━━ INPUT FOR THIS TASK ━━

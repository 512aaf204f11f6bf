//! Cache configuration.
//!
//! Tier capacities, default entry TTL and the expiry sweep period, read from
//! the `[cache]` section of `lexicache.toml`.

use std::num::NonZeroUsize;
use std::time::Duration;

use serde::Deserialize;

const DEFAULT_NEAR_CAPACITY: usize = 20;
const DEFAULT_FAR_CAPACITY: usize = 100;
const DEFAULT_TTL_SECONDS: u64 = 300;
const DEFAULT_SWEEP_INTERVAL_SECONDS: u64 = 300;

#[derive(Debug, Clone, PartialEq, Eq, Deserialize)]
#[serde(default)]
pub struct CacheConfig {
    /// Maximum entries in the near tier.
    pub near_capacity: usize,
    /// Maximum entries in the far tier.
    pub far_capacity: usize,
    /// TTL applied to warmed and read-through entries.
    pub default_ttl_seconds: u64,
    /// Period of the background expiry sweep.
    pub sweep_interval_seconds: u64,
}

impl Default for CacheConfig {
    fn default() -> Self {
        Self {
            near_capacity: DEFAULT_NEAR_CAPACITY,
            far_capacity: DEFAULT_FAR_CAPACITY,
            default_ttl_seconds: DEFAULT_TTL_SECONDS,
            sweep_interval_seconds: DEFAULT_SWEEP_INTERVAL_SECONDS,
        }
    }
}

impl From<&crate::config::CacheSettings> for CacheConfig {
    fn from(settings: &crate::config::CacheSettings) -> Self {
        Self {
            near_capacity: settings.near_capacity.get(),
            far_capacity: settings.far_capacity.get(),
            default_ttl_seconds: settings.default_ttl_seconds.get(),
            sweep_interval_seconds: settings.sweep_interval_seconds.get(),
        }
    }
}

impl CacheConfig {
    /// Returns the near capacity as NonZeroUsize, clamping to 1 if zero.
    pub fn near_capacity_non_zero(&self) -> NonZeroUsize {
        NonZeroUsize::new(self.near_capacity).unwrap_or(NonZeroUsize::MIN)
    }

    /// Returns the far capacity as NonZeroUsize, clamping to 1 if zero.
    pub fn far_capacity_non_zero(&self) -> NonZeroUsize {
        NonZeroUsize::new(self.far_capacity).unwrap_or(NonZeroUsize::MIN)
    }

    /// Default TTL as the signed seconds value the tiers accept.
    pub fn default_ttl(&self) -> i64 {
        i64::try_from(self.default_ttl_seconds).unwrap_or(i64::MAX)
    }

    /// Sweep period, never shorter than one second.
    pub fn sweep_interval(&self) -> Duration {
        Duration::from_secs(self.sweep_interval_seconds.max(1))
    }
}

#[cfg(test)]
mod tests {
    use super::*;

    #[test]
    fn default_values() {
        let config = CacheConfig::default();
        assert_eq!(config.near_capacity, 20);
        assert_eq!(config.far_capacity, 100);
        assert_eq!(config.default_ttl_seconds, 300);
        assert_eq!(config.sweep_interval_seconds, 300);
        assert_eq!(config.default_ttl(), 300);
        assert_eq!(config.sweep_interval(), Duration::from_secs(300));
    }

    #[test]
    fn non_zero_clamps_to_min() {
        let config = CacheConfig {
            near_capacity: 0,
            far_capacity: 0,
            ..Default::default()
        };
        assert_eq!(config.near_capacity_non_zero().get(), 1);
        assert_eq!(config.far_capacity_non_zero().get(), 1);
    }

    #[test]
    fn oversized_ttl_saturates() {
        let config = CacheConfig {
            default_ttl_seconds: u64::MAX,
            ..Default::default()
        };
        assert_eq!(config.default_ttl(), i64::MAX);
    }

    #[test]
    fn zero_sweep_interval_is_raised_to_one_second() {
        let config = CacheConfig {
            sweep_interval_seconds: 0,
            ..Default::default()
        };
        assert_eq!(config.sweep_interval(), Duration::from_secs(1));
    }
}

━━━
━━ INPUT FOR THIS TASK ━━

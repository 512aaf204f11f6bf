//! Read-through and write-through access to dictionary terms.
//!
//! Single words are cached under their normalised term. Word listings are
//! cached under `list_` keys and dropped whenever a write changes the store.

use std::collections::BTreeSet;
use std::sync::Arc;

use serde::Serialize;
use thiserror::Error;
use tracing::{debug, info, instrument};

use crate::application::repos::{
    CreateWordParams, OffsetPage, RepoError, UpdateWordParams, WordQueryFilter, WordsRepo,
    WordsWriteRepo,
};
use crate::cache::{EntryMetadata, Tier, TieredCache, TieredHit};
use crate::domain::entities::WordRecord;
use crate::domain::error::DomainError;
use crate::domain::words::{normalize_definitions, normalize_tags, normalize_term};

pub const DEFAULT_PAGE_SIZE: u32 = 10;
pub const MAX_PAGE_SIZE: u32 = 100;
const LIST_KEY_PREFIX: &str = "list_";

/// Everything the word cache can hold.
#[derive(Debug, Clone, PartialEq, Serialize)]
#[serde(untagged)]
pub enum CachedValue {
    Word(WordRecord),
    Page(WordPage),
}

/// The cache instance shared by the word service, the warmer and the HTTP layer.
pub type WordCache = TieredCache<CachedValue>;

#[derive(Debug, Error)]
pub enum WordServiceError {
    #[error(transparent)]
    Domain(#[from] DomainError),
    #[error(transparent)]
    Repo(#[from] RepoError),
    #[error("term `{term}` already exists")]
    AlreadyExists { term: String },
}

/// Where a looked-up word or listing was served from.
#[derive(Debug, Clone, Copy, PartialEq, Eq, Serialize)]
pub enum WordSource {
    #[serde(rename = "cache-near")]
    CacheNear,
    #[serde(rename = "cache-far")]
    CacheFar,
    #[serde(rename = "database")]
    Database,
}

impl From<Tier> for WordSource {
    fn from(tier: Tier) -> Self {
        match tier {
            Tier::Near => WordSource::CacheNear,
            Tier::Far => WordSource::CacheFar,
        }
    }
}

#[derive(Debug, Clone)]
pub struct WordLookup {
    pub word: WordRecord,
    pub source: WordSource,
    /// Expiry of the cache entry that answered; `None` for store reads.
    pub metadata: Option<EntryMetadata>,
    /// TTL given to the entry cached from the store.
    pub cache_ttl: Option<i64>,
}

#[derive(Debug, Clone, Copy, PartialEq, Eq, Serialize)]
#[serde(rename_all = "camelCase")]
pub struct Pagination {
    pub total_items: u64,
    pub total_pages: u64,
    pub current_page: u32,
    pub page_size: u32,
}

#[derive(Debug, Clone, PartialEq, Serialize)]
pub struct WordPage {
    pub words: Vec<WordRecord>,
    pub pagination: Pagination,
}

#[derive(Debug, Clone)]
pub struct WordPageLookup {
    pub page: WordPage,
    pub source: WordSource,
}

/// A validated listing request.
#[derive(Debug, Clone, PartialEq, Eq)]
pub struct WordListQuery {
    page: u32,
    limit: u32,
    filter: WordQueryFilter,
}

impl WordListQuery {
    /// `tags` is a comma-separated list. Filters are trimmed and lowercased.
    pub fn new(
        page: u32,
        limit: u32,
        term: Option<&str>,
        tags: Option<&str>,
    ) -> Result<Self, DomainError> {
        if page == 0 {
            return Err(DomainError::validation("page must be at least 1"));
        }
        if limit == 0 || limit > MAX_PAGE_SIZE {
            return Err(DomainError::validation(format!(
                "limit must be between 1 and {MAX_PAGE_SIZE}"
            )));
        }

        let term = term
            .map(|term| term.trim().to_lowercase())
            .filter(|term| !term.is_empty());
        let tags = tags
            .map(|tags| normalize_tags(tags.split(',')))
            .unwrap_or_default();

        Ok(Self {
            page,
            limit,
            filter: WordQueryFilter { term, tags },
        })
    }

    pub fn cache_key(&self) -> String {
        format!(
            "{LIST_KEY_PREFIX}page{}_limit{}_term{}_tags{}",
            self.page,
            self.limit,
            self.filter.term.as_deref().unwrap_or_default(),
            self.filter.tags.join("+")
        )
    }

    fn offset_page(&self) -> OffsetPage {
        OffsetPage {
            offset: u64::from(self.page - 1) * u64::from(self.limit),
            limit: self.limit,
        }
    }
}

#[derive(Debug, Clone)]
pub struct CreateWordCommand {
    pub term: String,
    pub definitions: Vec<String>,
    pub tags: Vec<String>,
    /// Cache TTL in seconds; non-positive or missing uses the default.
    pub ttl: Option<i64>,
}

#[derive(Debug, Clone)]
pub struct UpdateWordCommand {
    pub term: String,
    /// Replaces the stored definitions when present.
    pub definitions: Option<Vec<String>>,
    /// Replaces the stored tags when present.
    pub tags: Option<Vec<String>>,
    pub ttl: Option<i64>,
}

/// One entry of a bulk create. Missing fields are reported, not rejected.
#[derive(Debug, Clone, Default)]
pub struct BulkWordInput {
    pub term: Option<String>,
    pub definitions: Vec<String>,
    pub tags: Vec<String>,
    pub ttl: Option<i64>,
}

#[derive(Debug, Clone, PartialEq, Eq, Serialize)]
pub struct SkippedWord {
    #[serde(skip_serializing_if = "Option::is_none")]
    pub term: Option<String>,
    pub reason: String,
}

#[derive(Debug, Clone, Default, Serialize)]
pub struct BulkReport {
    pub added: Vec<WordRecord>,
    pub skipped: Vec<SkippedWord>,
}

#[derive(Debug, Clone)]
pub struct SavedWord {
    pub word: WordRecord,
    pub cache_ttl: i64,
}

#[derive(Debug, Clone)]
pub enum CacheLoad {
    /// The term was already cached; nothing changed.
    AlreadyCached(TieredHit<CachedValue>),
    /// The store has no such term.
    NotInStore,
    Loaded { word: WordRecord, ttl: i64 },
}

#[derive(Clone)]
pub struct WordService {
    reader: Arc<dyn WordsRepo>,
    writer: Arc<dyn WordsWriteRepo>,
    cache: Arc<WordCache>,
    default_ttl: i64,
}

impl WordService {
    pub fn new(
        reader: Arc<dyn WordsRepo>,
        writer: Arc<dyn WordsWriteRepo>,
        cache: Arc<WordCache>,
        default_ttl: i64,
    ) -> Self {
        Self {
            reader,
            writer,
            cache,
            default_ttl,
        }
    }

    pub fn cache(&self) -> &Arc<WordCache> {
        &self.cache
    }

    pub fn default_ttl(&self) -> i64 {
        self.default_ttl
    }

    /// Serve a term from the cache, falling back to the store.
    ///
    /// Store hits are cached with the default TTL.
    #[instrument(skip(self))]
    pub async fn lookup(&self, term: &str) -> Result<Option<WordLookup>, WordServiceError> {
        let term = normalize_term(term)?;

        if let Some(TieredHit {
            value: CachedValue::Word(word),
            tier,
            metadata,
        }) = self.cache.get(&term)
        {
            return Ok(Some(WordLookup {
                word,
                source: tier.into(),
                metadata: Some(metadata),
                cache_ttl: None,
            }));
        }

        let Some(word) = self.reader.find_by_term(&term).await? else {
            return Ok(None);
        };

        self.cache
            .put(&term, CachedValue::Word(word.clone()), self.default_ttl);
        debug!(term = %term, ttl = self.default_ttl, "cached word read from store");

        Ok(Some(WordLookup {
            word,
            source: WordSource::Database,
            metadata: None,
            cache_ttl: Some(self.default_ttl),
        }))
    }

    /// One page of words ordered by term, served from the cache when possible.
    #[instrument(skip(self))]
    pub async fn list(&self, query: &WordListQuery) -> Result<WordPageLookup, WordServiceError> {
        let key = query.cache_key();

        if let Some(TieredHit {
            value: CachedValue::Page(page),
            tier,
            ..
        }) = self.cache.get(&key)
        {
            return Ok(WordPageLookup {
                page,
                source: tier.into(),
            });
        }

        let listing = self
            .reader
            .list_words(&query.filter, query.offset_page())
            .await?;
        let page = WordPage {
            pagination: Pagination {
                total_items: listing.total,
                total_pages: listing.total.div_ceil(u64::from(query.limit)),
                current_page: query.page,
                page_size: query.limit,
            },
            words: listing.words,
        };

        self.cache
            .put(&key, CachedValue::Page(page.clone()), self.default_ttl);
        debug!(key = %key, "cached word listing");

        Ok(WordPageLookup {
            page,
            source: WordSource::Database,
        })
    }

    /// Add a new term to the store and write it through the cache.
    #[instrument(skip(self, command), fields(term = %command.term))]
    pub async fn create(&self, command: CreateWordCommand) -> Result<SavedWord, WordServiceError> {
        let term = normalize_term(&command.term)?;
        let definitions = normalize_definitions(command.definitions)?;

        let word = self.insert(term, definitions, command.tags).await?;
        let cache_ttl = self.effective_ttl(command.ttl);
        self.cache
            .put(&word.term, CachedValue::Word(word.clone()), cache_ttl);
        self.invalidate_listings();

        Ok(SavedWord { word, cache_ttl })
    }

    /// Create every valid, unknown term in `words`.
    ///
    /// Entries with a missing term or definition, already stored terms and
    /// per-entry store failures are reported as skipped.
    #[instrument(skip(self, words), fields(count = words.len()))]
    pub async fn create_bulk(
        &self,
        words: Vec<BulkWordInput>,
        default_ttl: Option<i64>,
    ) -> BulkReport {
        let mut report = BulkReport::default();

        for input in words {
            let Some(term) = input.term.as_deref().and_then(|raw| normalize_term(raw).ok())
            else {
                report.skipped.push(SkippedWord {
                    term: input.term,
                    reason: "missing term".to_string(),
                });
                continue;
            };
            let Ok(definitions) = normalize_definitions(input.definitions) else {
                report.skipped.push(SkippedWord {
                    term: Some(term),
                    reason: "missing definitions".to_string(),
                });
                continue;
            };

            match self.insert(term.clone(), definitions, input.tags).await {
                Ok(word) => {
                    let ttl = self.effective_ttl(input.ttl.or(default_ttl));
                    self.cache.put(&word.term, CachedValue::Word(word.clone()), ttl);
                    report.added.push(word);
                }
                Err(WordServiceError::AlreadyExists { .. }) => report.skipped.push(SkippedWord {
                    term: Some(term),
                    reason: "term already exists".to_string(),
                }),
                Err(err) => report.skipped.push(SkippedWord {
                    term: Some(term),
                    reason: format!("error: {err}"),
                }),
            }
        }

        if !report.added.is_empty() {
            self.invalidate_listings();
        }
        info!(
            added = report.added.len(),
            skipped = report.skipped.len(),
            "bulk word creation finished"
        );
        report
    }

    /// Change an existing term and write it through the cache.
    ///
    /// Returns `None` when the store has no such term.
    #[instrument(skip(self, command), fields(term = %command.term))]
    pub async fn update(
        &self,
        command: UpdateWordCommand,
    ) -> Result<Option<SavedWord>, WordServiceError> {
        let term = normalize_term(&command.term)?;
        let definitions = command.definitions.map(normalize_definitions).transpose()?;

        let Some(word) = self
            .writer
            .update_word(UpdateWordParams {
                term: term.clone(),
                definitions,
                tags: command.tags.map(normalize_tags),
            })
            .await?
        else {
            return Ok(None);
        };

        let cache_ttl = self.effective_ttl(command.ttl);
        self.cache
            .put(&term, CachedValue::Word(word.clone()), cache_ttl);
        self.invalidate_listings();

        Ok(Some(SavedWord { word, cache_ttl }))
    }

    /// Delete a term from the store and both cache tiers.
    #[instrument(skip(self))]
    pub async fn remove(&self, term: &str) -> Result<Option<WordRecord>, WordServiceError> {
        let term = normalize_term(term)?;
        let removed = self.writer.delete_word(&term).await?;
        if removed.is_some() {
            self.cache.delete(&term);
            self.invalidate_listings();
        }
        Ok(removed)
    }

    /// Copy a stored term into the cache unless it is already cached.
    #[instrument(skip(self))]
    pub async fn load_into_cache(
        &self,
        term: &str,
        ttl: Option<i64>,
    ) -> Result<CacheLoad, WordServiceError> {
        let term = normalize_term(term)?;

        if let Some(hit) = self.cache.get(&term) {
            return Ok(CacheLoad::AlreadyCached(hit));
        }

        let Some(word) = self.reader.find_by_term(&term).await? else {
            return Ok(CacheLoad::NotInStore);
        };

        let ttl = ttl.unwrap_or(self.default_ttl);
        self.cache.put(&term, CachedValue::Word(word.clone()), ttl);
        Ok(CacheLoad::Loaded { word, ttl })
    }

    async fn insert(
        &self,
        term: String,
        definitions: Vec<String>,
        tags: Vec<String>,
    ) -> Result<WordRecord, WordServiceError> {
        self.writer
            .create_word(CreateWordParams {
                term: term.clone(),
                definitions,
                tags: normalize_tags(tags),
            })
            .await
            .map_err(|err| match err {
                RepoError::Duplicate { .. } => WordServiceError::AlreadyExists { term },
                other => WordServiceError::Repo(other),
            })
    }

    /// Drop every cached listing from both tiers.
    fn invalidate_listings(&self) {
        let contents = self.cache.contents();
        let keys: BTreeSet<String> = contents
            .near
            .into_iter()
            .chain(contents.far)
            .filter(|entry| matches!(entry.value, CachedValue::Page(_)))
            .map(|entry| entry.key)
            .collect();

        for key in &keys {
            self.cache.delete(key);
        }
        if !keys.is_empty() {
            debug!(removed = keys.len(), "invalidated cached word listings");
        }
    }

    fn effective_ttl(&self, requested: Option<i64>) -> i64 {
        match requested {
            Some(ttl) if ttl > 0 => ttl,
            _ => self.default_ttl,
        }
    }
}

━━━
━━ INPUT FOR THIS TASK ━━

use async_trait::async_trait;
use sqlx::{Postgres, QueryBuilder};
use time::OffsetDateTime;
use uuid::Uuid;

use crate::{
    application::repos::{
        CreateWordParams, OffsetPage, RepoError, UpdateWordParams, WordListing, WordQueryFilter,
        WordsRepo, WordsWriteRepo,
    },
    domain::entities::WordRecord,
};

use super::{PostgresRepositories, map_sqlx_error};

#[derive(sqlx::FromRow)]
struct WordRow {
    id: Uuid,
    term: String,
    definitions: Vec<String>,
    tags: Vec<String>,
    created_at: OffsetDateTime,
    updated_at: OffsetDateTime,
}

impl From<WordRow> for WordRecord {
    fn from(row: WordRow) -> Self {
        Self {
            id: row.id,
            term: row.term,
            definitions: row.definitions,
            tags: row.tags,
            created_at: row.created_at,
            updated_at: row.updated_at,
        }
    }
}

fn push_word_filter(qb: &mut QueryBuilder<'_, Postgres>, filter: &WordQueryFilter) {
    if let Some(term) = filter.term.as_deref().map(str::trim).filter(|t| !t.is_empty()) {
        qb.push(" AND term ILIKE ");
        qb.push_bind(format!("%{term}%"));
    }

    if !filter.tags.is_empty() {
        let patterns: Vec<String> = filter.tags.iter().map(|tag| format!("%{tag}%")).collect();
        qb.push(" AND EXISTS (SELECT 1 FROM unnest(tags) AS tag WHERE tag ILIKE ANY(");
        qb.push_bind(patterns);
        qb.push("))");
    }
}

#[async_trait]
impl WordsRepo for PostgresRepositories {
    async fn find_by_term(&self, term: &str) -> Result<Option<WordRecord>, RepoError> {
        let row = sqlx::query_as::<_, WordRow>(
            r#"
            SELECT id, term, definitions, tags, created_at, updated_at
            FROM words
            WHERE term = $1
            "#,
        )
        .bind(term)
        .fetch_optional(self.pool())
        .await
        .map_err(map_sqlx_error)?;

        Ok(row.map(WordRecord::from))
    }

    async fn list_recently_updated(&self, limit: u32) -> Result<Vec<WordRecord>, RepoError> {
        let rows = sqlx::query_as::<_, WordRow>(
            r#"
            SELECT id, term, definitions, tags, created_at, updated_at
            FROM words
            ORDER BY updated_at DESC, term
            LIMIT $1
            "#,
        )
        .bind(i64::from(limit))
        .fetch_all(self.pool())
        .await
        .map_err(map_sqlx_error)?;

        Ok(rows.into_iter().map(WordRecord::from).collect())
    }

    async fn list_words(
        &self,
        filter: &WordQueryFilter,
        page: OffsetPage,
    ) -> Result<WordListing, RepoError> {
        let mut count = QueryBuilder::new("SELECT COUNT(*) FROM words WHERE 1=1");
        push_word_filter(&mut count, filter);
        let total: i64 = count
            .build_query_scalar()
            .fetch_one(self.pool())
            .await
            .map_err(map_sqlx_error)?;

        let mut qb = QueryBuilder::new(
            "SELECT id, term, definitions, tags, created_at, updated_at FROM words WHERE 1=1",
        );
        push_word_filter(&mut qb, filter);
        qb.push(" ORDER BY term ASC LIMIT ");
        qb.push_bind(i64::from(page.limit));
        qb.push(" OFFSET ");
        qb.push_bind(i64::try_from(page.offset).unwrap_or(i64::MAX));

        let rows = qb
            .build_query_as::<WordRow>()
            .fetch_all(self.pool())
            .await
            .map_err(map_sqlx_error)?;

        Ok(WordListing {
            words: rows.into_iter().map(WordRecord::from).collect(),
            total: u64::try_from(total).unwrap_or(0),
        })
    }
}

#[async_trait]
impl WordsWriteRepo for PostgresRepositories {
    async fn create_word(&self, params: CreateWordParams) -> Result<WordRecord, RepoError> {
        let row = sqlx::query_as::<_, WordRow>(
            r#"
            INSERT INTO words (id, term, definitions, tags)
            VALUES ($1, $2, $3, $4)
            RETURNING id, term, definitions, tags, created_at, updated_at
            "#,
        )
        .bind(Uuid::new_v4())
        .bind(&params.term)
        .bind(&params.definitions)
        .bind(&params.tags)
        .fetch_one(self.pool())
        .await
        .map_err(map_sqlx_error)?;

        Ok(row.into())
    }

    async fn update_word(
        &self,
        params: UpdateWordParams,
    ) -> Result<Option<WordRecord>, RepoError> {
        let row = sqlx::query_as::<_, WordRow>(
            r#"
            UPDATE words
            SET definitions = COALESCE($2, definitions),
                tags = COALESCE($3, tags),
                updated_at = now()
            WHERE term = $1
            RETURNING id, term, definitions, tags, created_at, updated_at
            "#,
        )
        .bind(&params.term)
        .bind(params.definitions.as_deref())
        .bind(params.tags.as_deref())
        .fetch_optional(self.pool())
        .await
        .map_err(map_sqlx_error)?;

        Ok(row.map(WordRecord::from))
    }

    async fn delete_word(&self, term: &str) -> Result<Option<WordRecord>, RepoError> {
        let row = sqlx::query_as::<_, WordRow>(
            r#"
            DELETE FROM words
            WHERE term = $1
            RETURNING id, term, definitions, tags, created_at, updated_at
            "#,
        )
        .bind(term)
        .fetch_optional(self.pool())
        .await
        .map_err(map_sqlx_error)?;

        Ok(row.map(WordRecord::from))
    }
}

━━━

#### WHAT YOU WILL DO:
Working through the data above, find every line holding "validation" and copy it.

#### OUTPUT FOR THIS TASK:
            return Err(DomainError::validation("page must be at least 1"));
            return Err(DomainError::validation(format!(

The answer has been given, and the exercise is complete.